Effects of oral administration ω-3 PUFA on brain damage in ischemia-reperfusion (IR) kidney. (A) Representative immunofluorescence stain of subgranular zone of the hippocampal DG of the brain section: Immunofluorescent staining was performed using Ki67 in the brain. High power field (HPF), original magnification, 200×. Scale bar = 50 μm. (B) Representative immunofluorescence stain of subgranular zone of the hippocampal DG of brain section: Immunofluorescent staining was performed by using NeuN in the brain. Original magnification, 400×. Scale bar = 200 μm. (C) Representative Western blot of brain lysis: The brain of ω-3 PUFA-treated uremic mice showed decreased Bax, cleaved caspase3 expression, and increased Bcl2 expression compared to the brain of uremic mice.
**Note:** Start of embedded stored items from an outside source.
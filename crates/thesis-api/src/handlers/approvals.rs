//! Approval ledger handlers

use axum::{
    extract::{Path, State},
    Json,
};
use serde::Serialize;
use uuid::Uuid;

use thesis_service::{
    ApiResponse, ApprovalResponse, ApprovalService, EligibilityResponse, RecordApprovalRequest,
};

use crate::extractors::{AdminUser, FacultyUser, StudentUser, ValidatedJson};
use crate::response::ApiResult;
use crate::state::AppState;

/// Ledger plus the eligibility derived from it
#[derive(Debug, Serialize)]
pub struct ApprovalsBody {
    pub approvals: Vec<ApprovalResponse>,
    pub eligibility: EligibilityResponse,
}

/// Record (or overwrite) the calling advisor's decision
///
/// POST /approvals
pub async fn record_approval(
    State(state): State<AppState>,
    FacultyUser(auth): FacultyUser,
    ValidatedJson(request): ValidatedJson<RecordApprovalRequest>,
) -> ApiResult<Json<ApiResponse<ApprovalResponse>>> {
    let service = ApprovalService::new(state.service_context());
    let response = service.record_approval(auth.account_id, request).await?;
    Ok(Json(ApiResponse::new("Approval recorded", response)))
}

/// The calling student's own ledger and eligibility
///
/// GET /me/approvals
pub async fn my_approvals(
    State(state): State<AppState>,
    StudentUser(auth): StudentUser,
) -> ApiResult<Json<ApiResponse<ApprovalsBody>>> {
    let service = ApprovalService::new(state.service_context());
    let (approvals, eligibility) = service.approvals_for_student(auth.account_id).await?;
    Ok(Json(ApiResponse::new(
        "Approvals retrieved",
        ApprovalsBody {
            approvals,
            eligibility,
        },
    )))
}

/// A student's ledger and eligibility, for administrators
///
/// GET /students/{student_id}/approvals
pub async fn student_approvals(
    State(state): State<AppState>,
    _admin: AdminUser,
    Path(student_id): Path<Uuid>,
) -> ApiResult<Json<ApiResponse<ApprovalsBody>>> {
    let service = ApprovalService::new(state.service_context());
    let (approvals, eligibility) = service.approvals_for_student(student_id).await?;
    Ok(Json(ApiResponse::new(
        "Approvals retrieved",
        ApprovalsBody {
            approvals,
            eligibility,
        },
    )))
}
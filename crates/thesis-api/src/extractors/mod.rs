//! Axum extractors for request handling
//!
//! Custom extractors for authentication, validation, and pagination.

mod auth;
mod pagination;
mod validated;

pub use auth::{AdminUser, AuthUser, FacultyUser, StudentUser};
pub use pagination::{PageParams, PageQuery};
pub use validated::ValidatedJson;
Additionally, PARP (85 kDa) expression was also reduced in the brain of ω-3 PUFA-treated uremic mice compared to the brain of uremic mice. (D) Representative TUNEL stain of the subgranular zone of the hippocampal DG of the brain section. Original magnification, 200×. Scale bar = 50 μm. * p < 0.001 vs. wt, # p < 0.001 vs. IR. Bar represents mean ± S.D. (wt, wild-type sham; ω-3, ω-3 PUFA oral administration sham; IR, IR renal injury in wild-type mice; ω-3+IR, IR renal injury in ω-3 PUFA oral administration mice).